* **EXERCISE DETAILS**
Look through the material below and copy every line containing the word "Display".

* **EXERCISE MATERIAL**
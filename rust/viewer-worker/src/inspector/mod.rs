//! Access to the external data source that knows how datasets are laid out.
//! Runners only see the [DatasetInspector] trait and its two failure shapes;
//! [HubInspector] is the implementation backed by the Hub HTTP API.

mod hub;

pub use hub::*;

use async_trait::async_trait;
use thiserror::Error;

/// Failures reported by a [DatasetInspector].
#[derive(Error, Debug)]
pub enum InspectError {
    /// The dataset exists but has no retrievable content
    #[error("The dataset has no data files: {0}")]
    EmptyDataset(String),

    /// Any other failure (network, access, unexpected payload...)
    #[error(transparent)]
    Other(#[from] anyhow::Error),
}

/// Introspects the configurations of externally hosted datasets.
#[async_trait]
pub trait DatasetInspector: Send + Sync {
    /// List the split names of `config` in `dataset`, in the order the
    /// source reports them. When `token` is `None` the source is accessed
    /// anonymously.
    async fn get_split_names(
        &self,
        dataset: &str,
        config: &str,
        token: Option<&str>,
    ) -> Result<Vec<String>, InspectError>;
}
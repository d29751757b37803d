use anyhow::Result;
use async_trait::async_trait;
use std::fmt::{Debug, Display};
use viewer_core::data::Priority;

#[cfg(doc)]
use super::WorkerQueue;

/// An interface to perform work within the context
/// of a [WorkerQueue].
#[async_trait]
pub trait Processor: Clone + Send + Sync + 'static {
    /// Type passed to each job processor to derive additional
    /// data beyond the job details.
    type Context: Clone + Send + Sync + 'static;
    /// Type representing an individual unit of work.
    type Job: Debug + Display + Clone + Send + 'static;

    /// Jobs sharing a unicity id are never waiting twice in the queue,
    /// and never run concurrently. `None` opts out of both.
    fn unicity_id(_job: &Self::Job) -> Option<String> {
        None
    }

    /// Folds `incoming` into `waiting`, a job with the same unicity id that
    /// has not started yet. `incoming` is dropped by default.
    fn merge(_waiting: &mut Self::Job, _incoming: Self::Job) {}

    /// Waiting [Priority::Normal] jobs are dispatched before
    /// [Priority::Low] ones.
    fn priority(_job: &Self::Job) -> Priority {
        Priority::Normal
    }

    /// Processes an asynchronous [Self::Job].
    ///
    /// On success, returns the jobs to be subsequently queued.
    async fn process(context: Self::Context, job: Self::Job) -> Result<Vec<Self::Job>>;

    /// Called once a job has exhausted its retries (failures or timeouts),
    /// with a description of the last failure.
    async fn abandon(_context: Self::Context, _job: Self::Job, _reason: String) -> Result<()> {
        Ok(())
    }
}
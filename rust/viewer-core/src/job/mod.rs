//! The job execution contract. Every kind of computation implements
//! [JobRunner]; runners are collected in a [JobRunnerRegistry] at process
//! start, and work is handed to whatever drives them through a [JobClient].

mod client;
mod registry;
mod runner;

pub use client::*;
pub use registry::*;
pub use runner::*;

...

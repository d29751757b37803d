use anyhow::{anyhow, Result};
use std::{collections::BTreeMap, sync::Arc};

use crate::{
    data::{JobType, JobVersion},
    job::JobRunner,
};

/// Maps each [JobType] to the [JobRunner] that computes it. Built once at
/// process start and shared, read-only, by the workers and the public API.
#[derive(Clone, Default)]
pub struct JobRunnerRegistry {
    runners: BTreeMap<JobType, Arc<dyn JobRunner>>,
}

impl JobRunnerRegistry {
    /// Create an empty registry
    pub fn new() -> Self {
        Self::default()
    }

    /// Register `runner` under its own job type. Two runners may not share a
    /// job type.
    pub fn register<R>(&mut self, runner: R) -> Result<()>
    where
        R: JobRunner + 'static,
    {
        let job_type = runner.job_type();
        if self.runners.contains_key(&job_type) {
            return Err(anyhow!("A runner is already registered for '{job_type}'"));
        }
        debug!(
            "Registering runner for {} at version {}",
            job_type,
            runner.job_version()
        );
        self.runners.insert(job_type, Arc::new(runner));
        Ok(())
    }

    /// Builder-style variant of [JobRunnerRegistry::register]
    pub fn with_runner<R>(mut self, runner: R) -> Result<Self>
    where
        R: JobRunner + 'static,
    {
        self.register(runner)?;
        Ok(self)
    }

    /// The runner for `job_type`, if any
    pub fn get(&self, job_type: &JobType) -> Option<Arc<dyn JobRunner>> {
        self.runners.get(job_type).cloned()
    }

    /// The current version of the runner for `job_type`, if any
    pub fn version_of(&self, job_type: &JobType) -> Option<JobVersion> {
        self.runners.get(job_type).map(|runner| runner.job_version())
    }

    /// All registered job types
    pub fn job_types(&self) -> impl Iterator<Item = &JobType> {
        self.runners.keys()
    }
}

--

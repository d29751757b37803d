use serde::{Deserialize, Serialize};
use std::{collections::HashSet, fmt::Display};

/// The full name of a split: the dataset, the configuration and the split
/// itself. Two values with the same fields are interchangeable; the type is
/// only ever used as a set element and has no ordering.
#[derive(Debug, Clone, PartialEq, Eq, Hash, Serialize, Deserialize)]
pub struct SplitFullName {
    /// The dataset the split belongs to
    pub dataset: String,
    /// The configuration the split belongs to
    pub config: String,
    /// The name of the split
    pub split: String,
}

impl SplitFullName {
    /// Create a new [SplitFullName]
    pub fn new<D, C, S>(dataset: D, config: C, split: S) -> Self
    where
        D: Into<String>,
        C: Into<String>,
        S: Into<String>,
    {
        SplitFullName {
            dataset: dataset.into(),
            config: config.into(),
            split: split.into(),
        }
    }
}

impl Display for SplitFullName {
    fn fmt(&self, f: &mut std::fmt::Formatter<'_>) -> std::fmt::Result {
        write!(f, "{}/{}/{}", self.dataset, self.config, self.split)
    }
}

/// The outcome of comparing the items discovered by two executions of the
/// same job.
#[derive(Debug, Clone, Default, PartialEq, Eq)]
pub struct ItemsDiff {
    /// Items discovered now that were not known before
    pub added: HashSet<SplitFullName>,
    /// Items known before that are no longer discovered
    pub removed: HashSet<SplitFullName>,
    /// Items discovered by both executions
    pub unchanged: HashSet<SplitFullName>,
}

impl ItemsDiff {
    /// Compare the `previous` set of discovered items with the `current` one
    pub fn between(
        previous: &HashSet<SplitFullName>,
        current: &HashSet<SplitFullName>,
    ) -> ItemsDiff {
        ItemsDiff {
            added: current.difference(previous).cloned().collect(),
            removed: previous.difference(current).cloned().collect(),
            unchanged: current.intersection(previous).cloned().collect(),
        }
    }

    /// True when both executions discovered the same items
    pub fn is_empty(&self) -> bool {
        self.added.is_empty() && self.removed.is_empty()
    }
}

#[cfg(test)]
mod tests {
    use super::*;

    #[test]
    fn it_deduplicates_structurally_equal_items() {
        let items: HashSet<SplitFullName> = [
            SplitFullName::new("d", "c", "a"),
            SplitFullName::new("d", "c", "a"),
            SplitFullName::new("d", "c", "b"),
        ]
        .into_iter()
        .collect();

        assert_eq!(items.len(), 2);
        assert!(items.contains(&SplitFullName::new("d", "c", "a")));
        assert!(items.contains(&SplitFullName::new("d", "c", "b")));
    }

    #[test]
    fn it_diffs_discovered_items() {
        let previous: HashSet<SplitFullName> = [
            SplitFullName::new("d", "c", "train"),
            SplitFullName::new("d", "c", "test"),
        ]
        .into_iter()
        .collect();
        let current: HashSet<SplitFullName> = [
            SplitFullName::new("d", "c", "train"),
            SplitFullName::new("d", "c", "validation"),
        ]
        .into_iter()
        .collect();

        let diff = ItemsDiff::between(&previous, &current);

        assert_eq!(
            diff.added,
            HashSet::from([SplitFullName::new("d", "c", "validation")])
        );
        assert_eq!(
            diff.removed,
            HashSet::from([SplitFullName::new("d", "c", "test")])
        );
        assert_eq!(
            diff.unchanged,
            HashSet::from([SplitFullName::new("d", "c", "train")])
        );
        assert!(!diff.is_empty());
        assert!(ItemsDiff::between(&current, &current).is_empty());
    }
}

* **RESULT**
use std::fmt::{Debug, Display};
    type Job: Debug + Display + Clone + Send + 'static;
use std::{collections::HashSet, fmt::Display};
impl Display for SplitFullName {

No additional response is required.